**EXERCISE BRIEF**
Only the lines from the first line of the records through the line containing "pub mod signaling;" belong in the answer. Copy them exactly.

**PROVIDED INFORMATION**
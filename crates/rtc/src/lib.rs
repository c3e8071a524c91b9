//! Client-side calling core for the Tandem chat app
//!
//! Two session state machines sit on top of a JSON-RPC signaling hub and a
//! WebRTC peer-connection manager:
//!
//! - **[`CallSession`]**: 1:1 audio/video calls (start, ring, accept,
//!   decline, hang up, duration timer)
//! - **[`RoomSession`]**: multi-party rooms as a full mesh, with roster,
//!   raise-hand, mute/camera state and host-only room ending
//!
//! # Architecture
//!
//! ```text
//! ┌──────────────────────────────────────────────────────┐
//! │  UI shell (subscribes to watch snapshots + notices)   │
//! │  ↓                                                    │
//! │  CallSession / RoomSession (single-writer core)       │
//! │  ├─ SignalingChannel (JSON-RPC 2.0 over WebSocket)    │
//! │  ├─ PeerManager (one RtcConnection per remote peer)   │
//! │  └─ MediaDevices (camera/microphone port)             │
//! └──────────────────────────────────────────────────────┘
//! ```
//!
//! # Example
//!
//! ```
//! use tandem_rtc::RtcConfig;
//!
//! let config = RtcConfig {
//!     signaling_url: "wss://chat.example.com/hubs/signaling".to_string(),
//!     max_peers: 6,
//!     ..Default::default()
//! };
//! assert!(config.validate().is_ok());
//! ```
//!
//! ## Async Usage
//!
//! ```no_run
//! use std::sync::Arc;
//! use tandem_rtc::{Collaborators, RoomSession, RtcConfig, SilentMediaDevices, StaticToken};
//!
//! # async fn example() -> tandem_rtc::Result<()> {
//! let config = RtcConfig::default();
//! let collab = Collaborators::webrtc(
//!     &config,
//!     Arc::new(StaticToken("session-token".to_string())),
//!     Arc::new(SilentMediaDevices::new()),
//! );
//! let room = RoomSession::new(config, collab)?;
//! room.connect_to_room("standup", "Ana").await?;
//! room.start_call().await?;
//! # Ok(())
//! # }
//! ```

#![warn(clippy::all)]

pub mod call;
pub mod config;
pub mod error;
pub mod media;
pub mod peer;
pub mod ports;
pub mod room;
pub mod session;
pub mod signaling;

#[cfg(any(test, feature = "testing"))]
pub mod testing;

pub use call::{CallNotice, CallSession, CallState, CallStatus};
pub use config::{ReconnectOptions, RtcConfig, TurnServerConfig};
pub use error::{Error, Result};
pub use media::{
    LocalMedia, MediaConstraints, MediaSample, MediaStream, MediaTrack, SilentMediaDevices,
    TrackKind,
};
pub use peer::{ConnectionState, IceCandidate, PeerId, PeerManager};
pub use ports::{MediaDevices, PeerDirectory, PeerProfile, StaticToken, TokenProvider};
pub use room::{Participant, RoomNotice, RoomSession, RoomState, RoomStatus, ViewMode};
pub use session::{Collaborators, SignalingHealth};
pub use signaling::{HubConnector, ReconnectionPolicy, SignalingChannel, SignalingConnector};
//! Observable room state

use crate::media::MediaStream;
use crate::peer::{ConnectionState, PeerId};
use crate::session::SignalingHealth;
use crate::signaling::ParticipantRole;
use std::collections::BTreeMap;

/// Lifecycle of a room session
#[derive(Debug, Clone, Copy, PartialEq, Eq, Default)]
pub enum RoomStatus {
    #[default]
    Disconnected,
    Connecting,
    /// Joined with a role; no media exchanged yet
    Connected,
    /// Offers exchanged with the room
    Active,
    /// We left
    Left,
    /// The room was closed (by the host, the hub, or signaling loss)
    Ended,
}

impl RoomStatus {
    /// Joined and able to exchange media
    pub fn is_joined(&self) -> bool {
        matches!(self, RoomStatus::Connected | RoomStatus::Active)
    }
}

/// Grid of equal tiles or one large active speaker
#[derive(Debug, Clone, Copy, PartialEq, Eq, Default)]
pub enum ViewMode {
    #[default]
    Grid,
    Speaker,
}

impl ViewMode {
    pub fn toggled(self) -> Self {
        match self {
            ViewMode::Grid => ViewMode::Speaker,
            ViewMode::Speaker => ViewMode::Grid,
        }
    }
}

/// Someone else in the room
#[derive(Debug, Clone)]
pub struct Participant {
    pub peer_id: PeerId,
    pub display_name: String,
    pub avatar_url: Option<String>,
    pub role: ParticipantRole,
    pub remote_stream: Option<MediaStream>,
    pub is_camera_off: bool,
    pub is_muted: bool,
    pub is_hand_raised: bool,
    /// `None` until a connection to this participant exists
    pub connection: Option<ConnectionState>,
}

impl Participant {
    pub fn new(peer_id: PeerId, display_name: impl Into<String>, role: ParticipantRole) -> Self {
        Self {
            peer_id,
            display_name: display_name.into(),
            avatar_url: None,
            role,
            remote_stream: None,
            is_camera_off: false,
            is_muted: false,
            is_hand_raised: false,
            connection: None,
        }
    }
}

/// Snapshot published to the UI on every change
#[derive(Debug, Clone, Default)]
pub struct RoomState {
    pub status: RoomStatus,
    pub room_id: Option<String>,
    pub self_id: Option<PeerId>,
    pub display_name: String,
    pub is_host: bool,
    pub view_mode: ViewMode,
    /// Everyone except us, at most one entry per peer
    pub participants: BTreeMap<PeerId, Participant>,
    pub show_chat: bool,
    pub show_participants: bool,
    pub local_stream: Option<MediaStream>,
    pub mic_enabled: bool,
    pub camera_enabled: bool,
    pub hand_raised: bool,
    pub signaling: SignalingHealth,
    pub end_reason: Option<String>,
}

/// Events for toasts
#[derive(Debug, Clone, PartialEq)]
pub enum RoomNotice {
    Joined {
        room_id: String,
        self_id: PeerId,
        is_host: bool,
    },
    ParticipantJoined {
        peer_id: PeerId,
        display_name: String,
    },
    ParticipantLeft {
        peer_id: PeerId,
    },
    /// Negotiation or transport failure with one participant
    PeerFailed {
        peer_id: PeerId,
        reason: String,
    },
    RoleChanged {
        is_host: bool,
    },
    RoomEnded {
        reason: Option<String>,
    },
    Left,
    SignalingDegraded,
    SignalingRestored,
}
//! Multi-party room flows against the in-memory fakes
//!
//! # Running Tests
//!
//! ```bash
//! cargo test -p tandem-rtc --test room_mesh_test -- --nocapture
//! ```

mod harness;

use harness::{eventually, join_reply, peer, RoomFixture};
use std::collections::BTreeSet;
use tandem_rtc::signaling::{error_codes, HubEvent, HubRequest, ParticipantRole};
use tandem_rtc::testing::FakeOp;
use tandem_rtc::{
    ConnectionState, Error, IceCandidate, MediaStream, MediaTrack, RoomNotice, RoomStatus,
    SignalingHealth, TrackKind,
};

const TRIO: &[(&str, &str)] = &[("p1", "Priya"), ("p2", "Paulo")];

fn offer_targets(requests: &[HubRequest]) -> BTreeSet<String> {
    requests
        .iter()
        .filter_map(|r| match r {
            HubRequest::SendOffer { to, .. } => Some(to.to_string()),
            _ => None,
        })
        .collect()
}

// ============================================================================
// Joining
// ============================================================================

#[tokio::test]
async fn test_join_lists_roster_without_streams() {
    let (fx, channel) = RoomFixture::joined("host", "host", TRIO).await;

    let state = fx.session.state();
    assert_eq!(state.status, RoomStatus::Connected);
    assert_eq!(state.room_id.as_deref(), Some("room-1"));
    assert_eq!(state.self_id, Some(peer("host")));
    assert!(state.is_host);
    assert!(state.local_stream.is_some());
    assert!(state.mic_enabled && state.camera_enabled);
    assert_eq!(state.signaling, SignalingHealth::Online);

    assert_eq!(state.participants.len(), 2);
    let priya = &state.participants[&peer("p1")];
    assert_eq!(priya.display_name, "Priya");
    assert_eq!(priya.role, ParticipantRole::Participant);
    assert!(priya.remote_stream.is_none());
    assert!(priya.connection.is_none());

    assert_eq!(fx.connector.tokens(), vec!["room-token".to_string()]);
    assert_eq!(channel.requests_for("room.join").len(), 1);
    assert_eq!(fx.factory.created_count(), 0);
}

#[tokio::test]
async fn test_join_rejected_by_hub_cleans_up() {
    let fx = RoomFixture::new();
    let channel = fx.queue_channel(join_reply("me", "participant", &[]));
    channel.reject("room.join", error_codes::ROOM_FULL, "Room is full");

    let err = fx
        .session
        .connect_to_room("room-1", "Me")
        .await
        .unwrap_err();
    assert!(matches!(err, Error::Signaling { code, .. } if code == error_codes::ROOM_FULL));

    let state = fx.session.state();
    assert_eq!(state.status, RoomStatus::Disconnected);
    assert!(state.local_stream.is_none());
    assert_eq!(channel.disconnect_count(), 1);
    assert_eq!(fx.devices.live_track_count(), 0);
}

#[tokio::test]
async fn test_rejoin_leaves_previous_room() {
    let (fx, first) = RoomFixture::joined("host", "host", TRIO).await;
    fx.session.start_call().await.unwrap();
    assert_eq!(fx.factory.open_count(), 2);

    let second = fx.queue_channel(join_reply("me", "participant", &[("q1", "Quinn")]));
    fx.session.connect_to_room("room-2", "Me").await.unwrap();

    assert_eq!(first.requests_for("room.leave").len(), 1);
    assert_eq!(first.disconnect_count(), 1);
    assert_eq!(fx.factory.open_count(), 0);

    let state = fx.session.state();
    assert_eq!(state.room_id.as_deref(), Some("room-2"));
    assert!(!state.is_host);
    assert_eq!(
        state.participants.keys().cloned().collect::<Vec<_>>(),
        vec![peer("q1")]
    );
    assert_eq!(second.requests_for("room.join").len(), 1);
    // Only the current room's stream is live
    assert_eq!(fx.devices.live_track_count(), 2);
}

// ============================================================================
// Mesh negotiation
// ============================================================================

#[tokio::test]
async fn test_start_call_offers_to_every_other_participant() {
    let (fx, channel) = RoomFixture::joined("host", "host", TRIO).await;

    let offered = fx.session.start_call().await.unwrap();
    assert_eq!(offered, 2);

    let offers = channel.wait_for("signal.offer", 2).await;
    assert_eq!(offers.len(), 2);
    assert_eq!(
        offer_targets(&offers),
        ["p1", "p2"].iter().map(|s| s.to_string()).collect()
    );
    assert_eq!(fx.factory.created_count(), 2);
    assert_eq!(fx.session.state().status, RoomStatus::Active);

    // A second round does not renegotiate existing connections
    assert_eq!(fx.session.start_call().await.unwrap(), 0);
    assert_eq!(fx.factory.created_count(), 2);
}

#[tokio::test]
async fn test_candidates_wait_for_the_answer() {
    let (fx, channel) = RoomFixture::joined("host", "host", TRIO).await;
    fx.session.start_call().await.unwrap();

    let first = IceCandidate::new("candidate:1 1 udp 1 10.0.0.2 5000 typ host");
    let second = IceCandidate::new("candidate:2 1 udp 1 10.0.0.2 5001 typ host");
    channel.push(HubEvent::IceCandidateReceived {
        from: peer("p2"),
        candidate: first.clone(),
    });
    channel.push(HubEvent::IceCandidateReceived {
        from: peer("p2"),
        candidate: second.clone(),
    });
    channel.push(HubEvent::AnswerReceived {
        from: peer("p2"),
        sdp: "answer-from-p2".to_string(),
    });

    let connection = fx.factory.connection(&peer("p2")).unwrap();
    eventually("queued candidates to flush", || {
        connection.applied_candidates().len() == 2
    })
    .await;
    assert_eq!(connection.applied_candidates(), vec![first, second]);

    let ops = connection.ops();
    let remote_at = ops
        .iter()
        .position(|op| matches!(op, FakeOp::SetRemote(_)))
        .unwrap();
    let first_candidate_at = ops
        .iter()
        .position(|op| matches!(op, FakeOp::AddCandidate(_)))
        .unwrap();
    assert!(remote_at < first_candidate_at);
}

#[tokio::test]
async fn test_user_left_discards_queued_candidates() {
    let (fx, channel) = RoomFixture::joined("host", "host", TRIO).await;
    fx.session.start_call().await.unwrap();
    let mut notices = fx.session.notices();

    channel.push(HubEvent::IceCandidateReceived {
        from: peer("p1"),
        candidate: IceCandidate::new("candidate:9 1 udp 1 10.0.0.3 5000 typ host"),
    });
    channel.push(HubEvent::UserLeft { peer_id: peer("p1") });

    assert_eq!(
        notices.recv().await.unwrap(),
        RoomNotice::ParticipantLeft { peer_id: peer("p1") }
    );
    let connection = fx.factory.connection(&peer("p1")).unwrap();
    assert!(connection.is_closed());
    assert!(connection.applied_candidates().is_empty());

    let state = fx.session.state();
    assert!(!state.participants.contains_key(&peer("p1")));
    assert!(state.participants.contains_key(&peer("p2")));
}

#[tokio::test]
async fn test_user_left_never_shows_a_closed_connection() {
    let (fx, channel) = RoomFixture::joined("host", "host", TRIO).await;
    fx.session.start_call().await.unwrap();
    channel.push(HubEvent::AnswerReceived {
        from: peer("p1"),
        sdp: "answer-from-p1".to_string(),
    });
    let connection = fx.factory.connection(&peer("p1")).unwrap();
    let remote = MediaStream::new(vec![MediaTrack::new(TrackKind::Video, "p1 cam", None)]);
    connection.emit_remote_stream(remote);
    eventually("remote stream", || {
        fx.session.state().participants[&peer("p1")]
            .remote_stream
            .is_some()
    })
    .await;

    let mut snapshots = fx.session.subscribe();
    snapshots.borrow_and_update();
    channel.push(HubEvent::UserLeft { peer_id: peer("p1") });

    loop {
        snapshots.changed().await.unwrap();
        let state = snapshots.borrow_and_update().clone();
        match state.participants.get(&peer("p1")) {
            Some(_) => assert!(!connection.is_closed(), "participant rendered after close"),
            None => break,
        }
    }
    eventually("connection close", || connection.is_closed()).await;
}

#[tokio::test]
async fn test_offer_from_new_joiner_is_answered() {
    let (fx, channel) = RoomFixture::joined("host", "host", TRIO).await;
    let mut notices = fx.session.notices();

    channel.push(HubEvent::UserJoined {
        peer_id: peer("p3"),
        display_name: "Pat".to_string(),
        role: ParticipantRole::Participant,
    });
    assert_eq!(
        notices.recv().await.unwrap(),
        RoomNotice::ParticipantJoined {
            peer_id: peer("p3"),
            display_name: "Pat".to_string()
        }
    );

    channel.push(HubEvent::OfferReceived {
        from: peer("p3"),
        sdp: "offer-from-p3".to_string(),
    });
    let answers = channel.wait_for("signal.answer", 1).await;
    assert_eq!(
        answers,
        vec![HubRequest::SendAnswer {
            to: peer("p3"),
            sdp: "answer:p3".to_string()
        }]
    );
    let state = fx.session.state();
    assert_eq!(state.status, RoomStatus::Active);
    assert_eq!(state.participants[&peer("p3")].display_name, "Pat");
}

**EXERCISE ANSWER**
filename crates/rtc/src/lib.rs
repository c3e8071a524c91b9
//! Client-side calling core for the Tandem chat app
//!
//! Two session state machines sit on top of a JSON-RPC signaling hub and a
//! WebRTC peer-connection manager:
//!
//! - **[`CallSession`]**: 1:1 audio/video calls (start, ring, accept,
//!   decline, hang up, duration timer)
//! - **[`RoomSession`]**: multi-party rooms as a full mesh, with roster,
//!   raise-hand, mute/camera state and host-only room ending
//!
//! # Architecture
//!
//! ```text
//! ┌──────────────────────────────────────────────────────┐
//! │  UI shell (subscribes to watch snapshots + notices)   │
//! │  ↓                                                    │
//! │  CallSession / RoomSession (single-writer core)       │
//! │  ├─ SignalingChannel (JSON-RPC 2.0 over WebSocket)    │
//! │  ├─ PeerManager (one RtcConnection per remote peer)   │
//! │  └─ MediaDevices (camera/microphone port)             │
//! └──────────────────────────────────────────────────────┘
//! ```
//!
//! # Example
//!
//! ```
//! use tandem_rtc::RtcConfig;
//!
//! let config = RtcConfig {
//!     signaling_url: "wss://chat.example.com/hubs/signaling".to_string(),
//!     max_peers: 6,
//!     ..Default::default()
//! };
//! assert!(config.validate().is_ok());
//! ```
//!
//! ## Async Usage
//!
//! ```no_run
//! use std::sync::Arc;
//! use tandem_rtc::{Collaborators, RoomSession, RtcConfig, SilentMediaDevices, StaticToken};
//!
//! # async fn example() -> tandem_rtc::Result<()> {
//! let config = RtcConfig::default();
//! let collab = Collaborators::webrtc(
//!     &config,
//!     Arc::new(StaticToken("session-token".to_string())),
//!     Arc::new(SilentMediaDevices::new()),
//! );
//! let room = RoomSession::new(config, collab)?;
//! room.connect_to_room("standup", "Ana").await?;
//! room.start_call().await?;
//! # Ok(())
//! # }
//! ```

#![warn(clippy::all)]

pub mod call;
pub mod config;
pub mod error;
pub mod media;
pub mod peer;
pub mod ports;
pub mod room;
pub mod session;
pub mod signaling;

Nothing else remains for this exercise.